Le recourant a touché une prestation en espèces de l’institution de prévoyance uniquement parce que, accédant au statut d’indépendant, il ne relevait plus de la prévoyance professionnelle obligatoire. Ce versement, effectué conformément à l’art. 5 al. 1 let. b LFLP, n’avait aucun rapport avec l’acquisition d’un logement. Même si dans le cadre de l’imposition spéciale au titre de l’impôt fédéral direct, au sens de l’art. 38 LIFD, il a pu bénéficier du taux réduit que prévoit l’al. 2 de cette disposition, il n’est pas en droit de revendiquer le même avantage dans le domaine régi par la LTEO. Que la Circulaire ait pour effet de ne favoriser, sous l’angle de l’art. 11 LTEO, que les bénéficiaires de prestations anticipées affectées à l’acquisition du logement principal, se justifie au regard de l’objectif constitutionnel ancré à l’art. 108 al. 1 Cst. Cette différence de traitement est admissible aussi parce que celui qui utilise de manière anticipée une part de son avoir de prévoyance pour financer l’achat de sa résidence principale, ne bénéficie pas directement d’un revenu, puisque la prestation anticipée est transférée directement au vendeur du bien immobilier, à l’entrepreneur, au prêteur ou aux bénéficiaires de participations à l’acquisition d’un logement (art. 6 al. 2 OEPL).
cc) Le grief tiré de l’inégalité de traitement est mal fondé.
6. Le recours doit ainsi être rejeté, et la décision attaquée confirmée. Les frais sont mis à la charge du recourant; il n’y a pas lieu d’allouer des dépens (art. 49 et 55 LPA-VD).
Par ces motifs
la Cour de droit administratif et public
du Tribunal cantonal
arrête:
I. Le recours est rejeté.
II. La décision rendue le 19 mai 2009 par le Service de la sécurité civile et militaire est confirmée.
III. Un émolument de 1'000 fr. est mis à la charge du recourant.

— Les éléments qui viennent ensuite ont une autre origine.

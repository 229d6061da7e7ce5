pub mod cli;
pub mod compiler;
pub mod config;
pub mod data;
pub mod error;
pub mod export;
pub mod inspect;
pub mod io_utils;
pub mod proto_gen;
pub mod registry;
pub mod sheet;
pub mod table;
pub mod transcribe;
pub mod tree;

use std::{env, sync::OnceLock};

use anyhow::Result;
use clap::Parser;
use log::LevelFilter;

use crate::cli::{Cli, Commands};

static LOGGER: OnceLock<()> = OnceLock::new();

fn init_logging() {
    LOGGER.get_or_init(|| {
        let mut builder = env_logger::Builder::from_env(env_logger::Env::default());
        if env::var("RUST_LOG").is_err() {
            builder.filter_module("sheet_pb", LevelFilter::Info);
        }
        let _ = builder.format_timestamp_millis().try_init();
    });
}

pub fn run() -> Result<()> {
    init_logging();
    let cli = Cli::parse();
    match cli.command {
        Commands::Export(args) => export::execute(&args),
        Commands::Inspect(args) => inspect::execute(&args),
    }
}
use serde::{Deserialize, Serialize};
use sqlx::FromRow;
use time::OffsetDateTime;
use uuid::Uuid;

/// User record in the database.
#[derive(Debug, Clone, Serialize, Deserialize, FromRow)]
pub struct User {
    pub id: Uuid,
    pub email: String,
    pub name: String,
    #[serde(skip_serializing)]
    pub password_hash: String, // Argon2 hash, not exposed in JSON
    pub is_verified: bool,
    #[serde(skip_serializing)]
    pub verification_token: Option<String>,
    #[serde(skip_serializing)]
    pub reset_token: Option<String>,
    pub created_at: OffsetDateTime,
    pub updated_at: OffsetDateTime,
}

/// Fields supplied at registration; the rest is defaulted by the store.
#[derive(Debug, Clone)]
pub struct NewUser {
    pub email: String,
    pub name: String,
    pub password_hash: String,
    pub verification_token: String,
}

IV. Il n’est pas alloué de dépens.
Lausanne, le 22 octobre 2009
Le
président:
Le présent arrêt est communiqué aux destinataires de l'avis d'envoi ci-joint. Il peut faire l'objet, dans les trente jours suivant sa notification, d'un recours au Tribunal fédéral. Le recours en matière de droit public s'exerce aux conditions des articles 82 ss de la loi du 17 juin 2005 sur le Tribunal fédéral (LTF - RS 173.110), le recours constitutionnel subsidiaire à celles des articles 113 ss LTF. Le mémoire de recours doit être rédigé dans une langue officielle, indiquer les conclusions, les motifs et les moyens de preuve, et être signé. Les motifs doivent exposer succinctement en quoi l’acte attaqué viole le droit. Les pièces invoquées comme moyens de preuve doivent être jointes au mémoire, pour autant qu’elles soient en mains de la partie; il en va de même de la décision attaquée.